If you are in business development and partnerships, at one point you’ll have to sell something that isn’t fully built yet. This typically happens in the earliest stages of a company, as well as in new product cycles.
I’ve seen the most success in selling something that isn’t ready when it is less about selling and more about information gathering. Your company is considering building a product or feature- you go out and talk to many clients/partners for said product/feature. If you get enough interest in it- you build it. As companies give you feedback on it (maybe you have a prototype, maybe you have a deck, maybe you just talk about it conceptually) you continue to take feedback and bake it into your ongoing selling process. For example, if you meet with company X at 1pm and they give you a great idea for a feature in the product, when you meet with company Y at 4pm, you should bring it up and get there take on it.

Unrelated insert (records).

// SPDX-FileCopyrightText: 2026 Patchbay Contributors
// SPDX-License-Identifier: MIT OR Apache-2.0

//! Patchbay - plugin registry for template-driven project environments.
//!
//! This is the binary entry point for the `patchbay` command line.

mod app;
mod inspect;
mod plugins;

use std::path::PathBuf;
use std::process::ExitCode;

use clap::{Parser, Subcommand};
use patchbay_config::Settings;

use crate::app::App;

/// Patchbay - plugin registry for template-driven project environments.
#[derive(Parser, Debug)]
#[command(name = "patchbay", version, about, long_about = None)]
struct Cli {
    /// Project root holding `config.toml` (defaults to the user data directory).
    #[arg(long, global = true)]
    root: Option<PathBuf>,

    /// Log level (trace, debug, info, warn, error). `RUST_LOG` takes precedence.
    #[arg(long, global = true)]
    log_level: Option<String>,

    #[command(subcommand)]
    command: Option<Commands>,
}

/// Available subcommands.
#[derive(Subcommand, Debug)]
enum Commands {
    /// Manage installed plugins.
    Plugins {
        #[command(subcommand)]
        action: PluginsCommand,
    },
    /// Print every enabled plugin's contribution to a template patch.
    Patches {
        /// Patch name.
        name: String,
        /// Separator printed between contributions.
        #[arg(long, default_value = "\n")]
        separator: String,
    },
    /// Print the services enabled plugins attach to a lifecycle hook.
    Hooks {
        /// Hook name.
        name: String,
    },
    /// Inspect the configuration.
    Config {
        #[command(subcommand)]
        action: ConfigCommand,
    },
    /// Run a command contributed by an enabled plugin.
    #[command(external_subcommand)]
    External(Vec<String>),
}

#[derive(Subcommand, Debug)]
enum PluginsCommand {
    /// List installed plugins.
    List,
    /// Enable one or more installed plugins.
    Enable {
        #[arg(required = true)]
        names: Vec<String>,
    },
    /// Disable one or more plugins.
    Disable {
        #[arg(required = true)]
        names: Vec<String>,
    },
    /// Print the templates root of an installed plugin.
    Printroot { name: String },
}

#[derive(Subcommand, Debug)]
enum ConfigCommand {
    /// Print a configuration value after plugin overlays are applied.
    Printvalue { key: String },
}

fn main() -> ExitCode {
    let cli = Cli::parse();

    let mut settings = match cli.root {
        Some(root) => Settings::for_root(root),
        None => Settings::default(),
    };
    if let Some(level) = cli.log_level {
        settings.log_level = level;
    }
    init_tracing(&settings.log_level);

    let Some(command) = cli.command else {
        println!("patchbay: use --help for available commands");
        return ExitCode::SUCCESS;
    };

    // Load and validate configuration at startup
    let config = match patchbay_config::load_and_validate(&settings.root) {
        Ok(config) => config,
        Err(errors) => {
            patchbay_config::render_errors(&errors);
            return ExitCode::FAILURE;
        }
    };

    let app = match App::new(settings) {
        Ok(app) => app,
        Err(err) => {
            eprintln!("patchbay: {err}");
            return ExitCode::FAILURE;
        }
    };

    let result = match command {
        Commands::Plugins { action } => match action {
            PluginsCommand::List => plugins::run_list(&app, &config),
            PluginsCommand::Enable { names } => plugins::run_enable(&app, &names),
            PluginsCommand::Disable { names } => plugins::run_disable(&app, &names),
            PluginsCommand::Printroot { name } => plugins::run_printroot(&app, &name),
        },
        Commands::Patches { name, separator } => {
            inspect::run_patches(&app, &config, &name, &separator)
        }
        Commands::Hooks { name } => inspect::run_hooks(&app, &config, &name),
        Commands::Config {
            action: ConfigCommand::Printvalue { key },
        } => inspect::run_printvalue(&app, config, &key),
        Commands::External(args) => plugins::run_external(&app, &config, &args),
    };

    match result {
        Ok(()) => ExitCode::SUCCESS,
        Err(err) => {
            app.report(&err);
            ExitCode::FAILURE
        }
    }
}

/// Initialize the tracing subscriber with the given log level.
///
/// Logs go to stderr so command output on stdout stays machine-readable.
fn init_tracing(log_level: &str) {
    use tracing_subscriber::EnvFilter;

    let filter = EnvFilter::try_from_default_env()
        .unwrap_or_else(|_| EnvFilter::new(format!("patchbay={log_level},warn")));

    tracing_subscriber::fmt()
        .with_env_filter(filter)
        .with_target(true)
        .with_thread_names(false)
        .with_writer(std::io::stderr)
        .init();
}
// SPDX-FileCopyrightText: 2026 Patchbay Contributors
// SPDX-License-Identifier: MIT OR Apache-2.0

//! Mock package index for entry-point discovery.
//!
//! `MockPackageIndex` simulates installing and uninstalling packages between
//! queries and counts how often it is queried, which is how tests observe
//! that discovery is lazy and never memoized.

use std::sync::atomic::{AtomicUsize, Ordering};
use std::sync::{Mutex, PoisonError};

use patchbay_core::{EntryPoint, PackageIndex, PatchbayError, PluginObject};
use patchbay_plugin::ENTRYPOINT_GROUP;

use crate::stub::StubPlugin;

#[derive(Debug, Clone)]
struct Package {
    group: String,
    entry_point: EntryPoint,
    object: StubPlugin,
}

/// An in-memory package index.
#[derive(Debug, Default)]
pub struct MockPackageIndex {
    packages: Mutex<Vec<Package>>,
    failure: Mutex<Option<String>>,
    queries: AtomicUsize,
    loads: AtomicUsize,
}

impl MockPackageIndex {
    pub fn new() -> Self {
        Self::default()
    }

    /// Install a package advertising `name` under the default plugin group.
    pub fn install(&self, name: &str, dist_version: &str, object: StubPlugin) {
        self.install_in_group(ENTRYPOINT_GROUP, name, dist_version, object);
    }

    /// Install a package advertising `name` under `group`.
    pub fn install_in_group(
        &self,
        group: &str,
        name: &str,
        dist_version: &str,
        object: StubPlugin,
    ) {
        let package = Package {
            group: group.to_string(),
            entry_point: EntryPoint {
                name: name.to_string(),
                dist_version: dist_version.to_string(),
                reference: format!("{name}:plugin"),
            },
            object,
        };
        self.packages
            .lock()
            .unwrap_or_else(PoisonError::into_inner)
            .push(package);
    }

    /// Remove every package advertising `name`.
    pub fn uninstall(&self, name: &str) {
        self.packages
            .lock()
            .unwrap_or_else(PoisonError::into_inner)
            .retain(|package| package.entry_point.name != name);
    }

    /// Make subsequent queries fail with `message`, or succeed again with `None`.
    pub fn set_failure(&self, message: Option<&str>) {
        *self.failure.lock().unwrap_or_else(PoisonError::into_inner) = message.map(str::to_string);
    }

    /// Number of `entry_points` queries so far.
    pub fn queries(&self) -> usize {
        self.queries.load(Ordering::SeqCst)
    }

    /// Number of `load` calls so far.
    pub fn loads(&self) -> usize {
        self.loads.load(Ordering::SeqCst)
    }
}

impl PackageIndex for MockPackageIndex {
    fn entry_points(&self, group: &str) -> Result<Vec<EntryPoint>, PatchbayError> {
        self.queries.fetch_add(1, Ordering::SeqCst);
        if let Some(message) = self
            .failure
            .lock()
            .unwrap_or_else(PoisonError::into_inner)
            .clone()
        {
            return Err(PatchbayError::Discovery {
                message,
                source: None,
            });
        }
        Ok(self
            .packages
            .lock()
            .unwrap_or_else(PoisonError::into_inner)
            .iter()
            .filter(|package| package.group == group)
            .map(|package| package.entry_point.clone())
            .collect())
    }

    fn load(&self, entry_point: &EntryPoint) -> Result<Box<dyn PluginObject>, PatchbayError> {
        self.loads.fetch_add(1, Ordering::SeqCst);
        self.packages
            .lock()
            .unwrap_or_else(PoisonError::into_inner)
            .iter()
            .find(|package| package.entry_point == *entry_point)
            .map(|package| Box::new(package.object.clone()) as Box<dyn PluginObject>)
            .ok_or_else(|| PatchbayError::Discovery {
                message: format!("entry point '{}' is no longer installed", entry_point.name),
                source: None,
            })
    }
}

#[cfg(test)]
mod tests {
    use super::*;

    #[test]
    fn install_and_uninstall_between_queries() {
        let index = MockPackageIndex::new();
        index.install("demo", "1.0.0", StubPlugin::new());
        assert_eq!(index.entry_points(ENTRYPOINT_GROUP).unwrap().len(), 1);

        index.uninstall("demo");
        assert!(index.entry_points(ENTRYPOINT_GROUP).unwrap().is_empty());
        assert_eq!(index.queries(), 2);
    }

    #[test]
    fn groups_are_isolated() {
        let index = MockPackageIndex::new();
        index.install_in_group("other.v1", "demo", "1.0.0", StubPlugin::new());
        assert!(index.entry_points(ENTRYPOINT_GROUP).unwrap().is_empty());
    }

    #[test]
    fn failure_is_reported_as_discovery_error() {
        let index = MockPackageIndex::new();
        index.set_failure(Some("index offline"));
        let err = index.entry_points(ENTRYPOINT_GROUP).unwrap_err();
        assert!(matches!(err, PatchbayError::Discovery { .. }));
        index.set_failure(None);
        assert!(index.entry_points(ENTRYPOINT_GROUP).is_ok());
    }
}
// SPDX-FileCopyrightText: 2026 Patchbay Contributors
// SPDX-License-Identifier: MIT OR Apache-2.0

//! Error types for the Patchbay plugin registry.

use std::path::PathBuf;

use thiserror::Error;

/// The primary error type used across plugin discovery, aggregation and
/// configuration mutation.
#[derive(Debug, Error)]
pub enum PatchbayError {
    /// A plugin was requested by name but no installed source provides it.
    #[error("plugin '{name}' is not installed.")]
    NotInstalled { name: String },

    /// The backing module of an officially registered plugin could not be
    /// loaded, or one of its lazily-resolved attributes failed.
    #[error("failed to load plugin module '{module}': {message}")]
    ModuleLoad { module: String, message: String },

    /// A configuration key required by the operation is absent.
    #[error("missing configuration key `{key}`")]
    MissingKey { key: String },

    /// A configuration value has an unexpected shape.
    #[error("configuration error: {0}")]
    Config(String),

    /// A `plugin.toml` manifest could not be parsed or validated.
    #[error("invalid plugin manifest {}: {message}", path.display())]
    Manifest { path: PathBuf, message: String },

    /// The package index could not be queried.
    #[error("plugin discovery failed: {message}")]
    Discovery {
        message: String,
        source: Option<Box<dyn std::error::Error + Send + Sync>>,
    },

    /// Internal or unexpected errors.
    #[error("internal error: {0}")]
    Internal(String),
}

impl PatchbayError {
    /// Shorthand for a [`PatchbayError::ModuleLoad`] error.
    pub fn module_load(module: impl Into<String>, message: impl std::fmt::Display) -> Self {
        Self::ModuleLoad {
            module: module.into(),
            message: message.to_string(),
        }
    }
}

Bottom line: Selling something that isn’t ready yet isn’t easy, but if you strike the proper balance you can garner some early interest to capitalize on once your product is ready.
There are times when you need to sell your offering to third-parties. There are times when you need to sell internally, getting buy-in from decision makers, to get things done. Both take a certain amount of persuasion.
When you sell externally, if you have a big market, you’ll be successful when you’ve got a solid product that a respectable amount of companies want. It’s okay to strike out a few times. When selling internally, you usually get one shot to get them onboard.
Selling externally is obvious, it is the description of your job! The internal sell, however, can be overlooked and forgotten about. When pitching internally, make sure you are smart about who to pitch first. To get influencers on your side first, try to think about what is important to their aspect of the business and come to the final decision makers with many supporters. That is usually a surefire way to get something done; come in packs.